BACKGROUND AND OBJECTIVES: Nitric oxide (NO) is an important bioactive signalling molecule mediating several actions. Increased NO production may contribute in the pathogenesis of variety of disorders including cancer. Until now, the role of NO in cancer biology is unclear. The expressions of nitric oxide synthase (NOS) in thyroid carcinoma had not been fully determined yet and its role in that kind of tumor is still poorly understood. The aim of this study was to determine the expression and production of NOS in thyroid papillary carcinoma.
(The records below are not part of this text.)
//! Static approximate rates used when the provider is unavailable

use crate::core::currency::is_valid_rate;
use anyhow::{Result, bail};
use std::collections::{BTreeSet, HashMap};
use tracing::debug;

pub type RateTable = HashMap<String, HashMap<String, f64>>;

pub const DEFAULT_HUB: &str = "USD";

const DEFAULT_RATES: &[(&str, &[(&str, f64)])] = &[
    (
        "USD",
        &[
            ("EUR", 0.85),
            ("GBP", 0.73),
            ("JPY", 110.0),
            ("CAD", 1.25),
            ("AUD", 1.35),
            ("CHF", 0.92),
            ("CNY", 6.45),
            ("TRY", 27.5),
            ("AZN", 1.7),
        ],
    ),
    (
        "EUR",
        &[
            ("USD", 1.18),
            ("GBP", 0.86),
            ("JPY", 129.0),
            ("CAD", 1.47),
            ("AUD", 1.59),
            ("CHF", 1.08),
            ("CNY", 7.59),
            ("TRY", 32.4),
            ("AZN", 2.0),
        ],
    ),
    ("AZN", &[("USD", 0.59), ("EUR", 0.50), ("GBP", 0.43), ("TRY", 16.2)]),
];

pub fn default_rate_table() -> RateTable {
    DEFAULT_RATES
        .iter()
        .map(|(from, edges)| {
            let targets = edges
                .iter()
                .map(|(to, rate)| (to.to_string(), *rate))
                .collect();
            (from.to_string(), targets)
        })
        .collect()
}

/// Directed graph of approximate rates with a hub currency for two-hop
/// derivation. Immutable once built.
#[derive(Debug, Clone)]
pub struct FallbackGraph {
    hub: String,
    edges: RateTable,
}

impl FallbackGraph {
    pub fn new(hub: &str, edges: RateTable) -> Result<Self> {
        if hub.is_empty() {
            bail!("Fallback hub currency must not be empty");
        }
        for (from, targets) in &edges {
            for (to, rate) in targets {
                if !is_valid_rate(*rate) {
                    bail!("Invalid fallback rate {} for {}-{}", rate, from, to);
                }
            }
        }
        Ok(Self {
            hub: hub.to_string(),
            edges,
        })
    }

    pub fn hub(&self) -> &str {
        &self.hub
    }

    /// All currency codes mentioned by any edge, sorted.
    pub fn currencies(&self) -> Vec<String> {
        let mut codes = BTreeSet::new();
        for (from, targets) in &self.edges {
            codes.insert(from.clone());
            codes.extend(targets.keys().cloned());
        }
        codes.into_iter().collect()
    }

    /// Direct edge only.
    pub fn edge(&self, from: &str, to: &str) -> Option<f64> {
        self.edges.get(from).and_then(|t| t.get(to)).copied()
    }

    /// Direct edge, else reciprocal of the reverse edge.
    pub fn lookup(&self, from: &str, to: &str) -> Option<f64> {
        self.edge(from, to)
            .or_else(|| self.edge(to, from).map(|rate| 1.0 / rate))
    }

    /// Derives a rate for `base -> target`, or `None` when no path exists.
    ///
    /// The hub route composes as `(1 / rate(base, hub)) * rate(hub, target)`,
    /// with a missing leg counted as `1`. Both legs missing is treated as
    /// no path.
    pub fn derive(&self, base: &str, target: &str) -> Option<f64> {
        if base == target {
            return Some(1.0);
        }

        if let Some(rate) = self.edge(base, target) {
            debug!(base, target, rate, "Fallback direct rate");
            return Some(rate);
        }

        if let Some(rate) = self.edge(target, base) {
            debug!(base, target, rate, "Fallback reverse rate");
            return Some(1.0 / rate);
        }

        if base == self.hub || target == self.hub {
            return None;
        }

        let base_to_hub = self.lookup(base, &self.hub);
        let hub_to_target = self.lookup(&self.hub, target);
        if base_to_hub.is_none() && hub_to_target.is_none() {
            return None;
        }

        let rate = (1.0 / base_to_hub.unwrap_or(1.0)) * hub_to_target.unwrap_or(1.0);
        debug!(base, target, hub = %self.hub, rate, "Fallback rate via hub");
        Some(rate)
    }
}

impl Default for FallbackGraph {
    fn default() -> Self {
        Self {
            hub: DEFAULT_HUB.to_string(),
            edges: default_rate_table(),
        }
    }
}

#[cfg(test)]
mod tests {
    use super::*;

    fn table(edges: &[(&str, &str, f64)]) -> RateTable {
        let mut table = RateTable::new();
        for (from, to, rate) in edges {
            table
                .entry(from.to_string())
                .or_default()
                .insert(to.to_string(), *rate);
        }
        table
    }

    fn assert_close(actual: f64, expected: f64) {
        assert!(
            (actual - expected).abs() < 1e-9,
            "expected {expected}, got {actual}"
        );
    }

    #[test]
    fn test_direct_lookup() {
        let graph = FallbackGraph::default();
        assert_eq!(graph.derive("USD", "EUR"), Some(0.85));
        assert_eq!(graph.derive("AZN", "TRY"), Some(16.2));
    }

    #[test]
    fn test_reverse_uses_reciprocal() {
        let graph = FallbackGraph::new("USD", table(&[("USD", "EUR", 0.85)])).unwrap();
        assert_close(graph.derive("EUR", "USD").unwrap(), 1.0 / 0.85);
    }

    #[test]
    fn test_direct_edge_wins_over_reverse() {
        let graph = FallbackGraph::default();
        // Both USD->EUR and EUR->USD exist and are not reciprocal
        assert_eq!(graph.derive("EUR", "USD"), Some(1.18));
    }

    #[test]
    fn test_hub_composition_inverts_base_leg() {
        let graph = FallbackGraph::new(
            "USD",
            table(&[("AZN", "USD", 0.59), ("USD", "TRY", 27.5)]),
        )
        .unwrap();

        let rate = graph.derive("AZN", "TRY").unwrap();
        assert_close(rate, (1.0 / 0.59) * 27.5);
        assert!((rate - 0.59 * 27.5).abs() > 1.0);
    }

    #[test]
    fn test_hub_legs_use_reverse_edges() {
        let graph = FallbackGraph::new(
            "USD",
            table(&[("USD", "GBP", 0.73), ("JPY", "USD", 0.009)]),
        )
        .unwrap();

        // GBP->USD is the reciprocal of USD->GBP; USD->JPY of JPY->USD
        let rate = graph.derive("GBP", "JPY").unwrap();
        assert_close(rate, (1.0 / (1.0 / 0.73)) * (1.0 / 0.009));
    }

    #[test]
    fn test_hub_missing_leg_defaults_to_one() {
        let graph = FallbackGraph::new("USD", table(&[("USD", "TRY", 27.5)])).unwrap();
        assert_close(graph.derive("XYZ", "TRY").unwrap(), 27.5);

        let graph = FallbackGraph::new("USD", table(&[("AZN", "USD", 0.59)])).unwrap();
        assert_close(graph.derive("AZN", "XYZ").unwrap(), 1.0 / 0.59);
    }

    #[test]
    fn test_unresolvable() {
        let graph = FallbackGraph::default();
        // Hub involved with no edge
        assert_eq!(graph.derive("USD", "XYZ"), None);
        assert_eq!(graph.derive("XYZ", "USD"), None);
        // Neither side known to the hub
        assert_eq!(graph.derive("ABC", "XYZ"), None);
    }

    #[test]
    fn test_same_currency() {
        let graph = FallbackGraph::default();
        assert_eq!(graph.derive("EUR", "EUR"), Some(1.0));
    }

    #[test]
    fn test_rejects_invalid_rates() {
        assert!(FallbackGraph::new("USD", table(&[("USD", "EUR", 0.0)])).is_err());
        assert!(FallbackGraph::new("USD", table(&[("USD", "EUR", -2.0)])).is_err());
        assert!(FallbackGraph::new("", table(&[("USD", "EUR", 0.85)])).is_err());
    }

    #[test]
    fn test_currencies() {
        let graph = FallbackGraph::new(
            "USD",
            table(&[("USD", "EUR", 0.85), ("AZN", "TRY", 16.2)]),
        )
        .unwrap();
        assert_eq!(graph.currencies(), vec!["AZN", "EUR", "TRY", "USD"]);
    }
}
MATERIALS AND METHOD: We investigated expressions of each NOS mRNA in 2 cases of surgical specimen of human thyroid papillary carcinoma by reverse transcriptase-polymerase chain reaction (RT-PCR). Western blot analysis using a polyclonal antibody directed against each NOS recognized immunoreactive NOS specific protein. Using the same antibody, the distribution of each NOS was examined in 10 formalin-fixed paraffin embedded samples by immunohistochemistry.
RESULTS
RT-PCR analysis showed that the NOS mRNA expression in carcinoma tissues is elevated significantly in comparison with that in noncarcinoma tissue. The nNOS and eNOS specific proteins were found in papillary carcinoma but not in normal tissue. The iNOS specific protein was not detected in either carcinoma or normal tissues. Interestingly, the nNOS specific protein, which was analyzed by N-terminal antibody, was detected with several seperated bands. nNOS and eNOS were localized in papillary carcinoma cells but not in the normal thyroid tissue. iNOS was weakly stained in papillary carcinoma in comparison with nNOS and eNOS.
CONCLUSION
All isoforms of NOS mRNA were expressed in papillary carcinoma but their specific proteins were only identified by the specific antibodies of nNOS and eNOS. Some low molecular weight protein bands detected in carcinoma seems to be a manifestation of possible structural diversity. Further DNA sequencing and activity study are needed for understanding its role in thyroid cancer.